Improving the Robustness of Control of Chaotic Convective Flows with Domain-Informed Reinforcement Learning
Michiel Straat, Thorben Markmann, Sebastian Peitz, Barbara Hammer
TL;DR
This work tackles robust control of chaotic Rayleigh-Bénard convection using reinforcement learning. It introduces domain-informed reward shaping that encourages Bénard cell merging, implemented with Proximal Policy Optimization to control bottom heaters based on partial observations. The domain-informed approach yields faster training, better generalization across initial conditions, and stable, reduced-convection states even in highly chaotic regimes, surpassing conventional linear controllers and uninformed RL. The findings suggest that incorporating physics-informed priors is essential for practical deployment of RL-based flow control, with potential extensions to 3D turbulent convection and surrogate-model training to further reduce sample needs.
Abstract
Chaotic convective flows arise in many real-world systems, such as microfluidic devices and chemical reactors. Stabilizing these flows is highly desirable but remains challenging, particularly in chaotic regimes where conventional control methods often fail. Reinforcement Learning (RL) has shown promise for control in laminar flow settings, but its ability to generalize and remain robust under chaotic and turbulent dynamics is not well explored, despite being critical for real-world deployment. In this work, we improve the practical feasibility of RL-based control of such flows focusing on Rayleigh-Bénard Convection (RBC), a canonical model for convective heat transport. To enhance generalization and sample efficiency, we introduce domain-informed RL agents that are trained using Proximal Policy Optimization across diverse initial conditions and flow regimes.

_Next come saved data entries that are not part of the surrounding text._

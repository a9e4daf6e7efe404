use crate::defaults;
use crate::error::{EarwatchError, Result};
use serde::{Deserialize, Serialize};
use std::fs;
use std::path::{Path, PathBuf};

/// Root configuration structure
#[derive(Debug, Clone, Serialize, Deserialize, PartialEq, Default)]
#[serde(default)]
pub struct Config {
    pub audio: AudioConfig,
    pub features: FeaturesConfig,
    pub detection: DetectionConfig,
    pub segment: SegmentFileConfig,
}

/// Audio delivery configuration
#[derive(Debug, Clone, Serialize, Deserialize, PartialEq)]
#[serde(default)]
pub struct AudioConfig {
    pub sample_rate: u32,
    pub chunk_ms: u32,
}

/// Feature extraction and frame history configuration
#[derive(Debug, Clone, Serialize, Deserialize, PartialEq)]
#[serde(default)]
pub struct FeaturesConfig {
    pub n_fft: usize,
    pub win_length: usize,
    pub hop_length: usize,
    pub n_mels: usize,
    pub f_min: f32,
    pub f_max: f32,
    pub alpha: f32,
    pub delta: f32,
    pub r: f32,
    pub smoothing: f32,
    /// Frame ring buffer capacity in frames.
    pub history_frames: usize,
}

/// Event state machine thresholds and timers
#[derive(Debug, Clone, Serialize, Deserialize, PartialEq)]
#[serde(default)]
pub struct DetectionConfig {
    pub p_on: f32,
    pub p_off: f32,
    pub t_confirm_ms: u32,
    pub t_release_ms: u32,
    pub cooldown_ms: u32,
}

/// Clip bracketing and persistence configuration
#[derive(Debug, Clone, Serialize, Deserialize, PartialEq)]
#[serde(default)]
pub struct SegmentFileConfig {
    pub pre_roll_ms: u32,
    pub post_roll_ms: u32,
    pub max_event_ms: u32,
    pub out_dir: PathBuf,
}

impl Default for AudioConfig {
    fn default() -> Self {
        Self {
            sample_rate: defaults::SAMPLE_RATE,
            chunk_ms: defaults::CHUNK_MS,
        }
    }
}

impl Default for FeaturesConfig {
    fn default() -> Self {
        Self {
            n_fft: defaults::N_FFT,
            win_length: defaults::WIN_LENGTH,
            hop_length: defaults::HOP_LENGTH,
            n_mels: defaults::N_MELS,
            f_min: defaults::F_MIN,
            f_max: defaults::F_MAX,
            alpha: defaults::PCEN_ALPHA,
            delta: defaults::PCEN_DELTA,
            r: defaults::PCEN_R,
            smoothing: defaults::PCEN_SMOOTHING,
            history_frames: defaults::RING_CAPACITY_FRAMES,
        }
    }
}

impl Default for DetectionConfig {
    fn default() -> Self {
        Self {
            p_on: defaults::P_ON,
            p_off: defaults::P_OFF,
            t_confirm_ms: defaults::T_CONFIRM_MS,
            t_release_ms: defaults::T_RELEASE_MS,
            cooldown_ms: defaults::COOLDOWN_MS,
        }
    }
}

impl Default for SegmentFileConfig {
    fn default() -> Self {
        Self {
            pre_roll_ms: defaults::PRE_ROLL_MS,
            post_roll_ms: defaults::POST_ROLL_MS,
            max_event_ms: defaults::MAX_EVENT_MS,
            out_dir: PathBuf::from(defaults::OUT_DIR),
        }
    }
}

impl Config {
    /// Load configuration from a TOML file
    ///
    /// Returns `ConfigFileNotFound` for a missing file and an error for
    /// invalid TOML. Missing fields will use default values.
    pub fn load(path: &Path) -> anyhow::Result<Self> {
        if !path.exists() {
            return Err(EarwatchError::ConfigFileNotFound {
                path: path.display().to_string(),
            }
            .into());
        }
        let contents = fs::read_to_string(path)?;
        let config: Config = toml::from_str(&contents)?;
        Ok(config)
    }

    /// Load configuration from a file or return defaults if file doesn't exist
    ///
    /// Only returns defaults if the file is missing.
    /// Returns errors for invalid TOML.
    pub fn load_or_default(path: &Path) -> Self {
        match Self::load(path) {
            Ok(config) => config,
            Err(e) => match e.downcast_ref::<EarwatchError>() {
                Some(EarwatchError::ConfigFileNotFound { .. }) => Self::default(),
                _ => panic!("Failed to load config from {}: {}", path.display(), e),
            },
        }
    }

    /// Apply environment variable overrides
    ///
    /// Supported environment variables:
    /// - EARWATCH_OUT_DIR → segment.out_dir
    pub fn with_env_overrides(mut self) -> Self {
        if let Ok(out_dir) = std::env::var("EARWATCH_OUT_DIR")
            && !out_dir.is_empty()
        {
            self.segment.out_dir = PathBuf::from(out_dir);
        }

        self
    }

    /// Validate cross-field constraints before the core is constructed.
    ///
    /// Rejects values that would otherwise produce NaN/Inf deep in the
    /// extractor or a state machine that can never leave a state.
    pub fn validate(&self) -> Result<()> {
        fn invalid(key: &str, message: &str) -> EarwatchError {
            EarwatchError::ConfigInvalidValue {
                key: key.to_string(),
                message: message.to_string(),
            }
        }

        if self.audio.sample_rate == 0 {
            return Err(invalid("audio.sample_rate", "must be positive"));
        }
        if self.audio.chunk_ms == 0 {
            return Err(invalid("audio.chunk_ms", "must be positive"));
        }

        let f = &self.features;
        if !f.n_fft.is_power_of_two() {
            return Err(invalid("features.n_fft", "must be a power of two"));
        }
        if f.win_length < 2 || f.win_length > f.n_fft {
            return Err(invalid("features.win_length", "must be in 2..=n_fft"));
        }
        if f.hop_length == 0 || f.hop_length > f.win_length {
            return Err(invalid("features.hop_length", "must be in 1..=win_length"));
        }
        if f.n_mels == 0 {
            return Err(invalid("features.n_mels", "must be positive"));
        }
        let nyquist = self.audio.sample_rate as f32 / 2.0;
        if f.f_min < 0.0 || f.f_min >= f.f_max {
            return Err(invalid("features.f_min", "must be in 0.0..f_max"));
        }
        if f.f_max > nyquist {
            return Err(invalid("features.f_max", "must not exceed the Nyquist frequency"));
        }
        if f.history_frames == 0 {
            return Err(invalid("features.history_frames", "must be positive"));
        }
        if !(0.0..=1.0).contains(&f.smoothing) {
            return Err(invalid("features.smoothing", "must be in 0.0..=1.0"));
        }

        let d = &self.detection;
        if !(0.0..=1.0).contains(&d.p_on) || !(0.0..=1.0).contains(&d.p_off) {
            return Err(invalid("detection.p_on", "thresholds must be in 0.0..=1.0"));
        }
        if d.p_on <= d.p_off {
            return Err(invalid("detection.p_on", "must be greater than p_off"));
        }

        if self.segment.max_event_ms == 0 {
            return Err(invalid("segment.max_event_ms", "must be positive"));
        }

        Ok(())
    }

    /// Duration of one feature hop in milliseconds, rounded down.
    pub fn hop_ms(&self) -> u32 {
        (self.features.hop_length as u64 * 1000 / self.audio.sample_rate as u64) as u32
    }
}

We incorporate domain knowledge in the reward function via a term that encourages Bénard cell merging, as an example of a desirable macroscopic property. In laminar flow regimes, the domain-informed RL agents reduce convective heat transport by up to 33%, and in chaotic flow regimes, they still achieve a 10% reduction, which is significantly better than the conventional controllers used in practice. We compare the domain-informed to uninformed agents: Our results show that the domain-informed reward design results in steady flows, faster convergence during training, and generalization across flow regimes without retraining. Our work demonstrates that elegant domain-informed priors can greatly enhance the robustness of RL-based control of chaotic flows, bringing real-world deployment closer.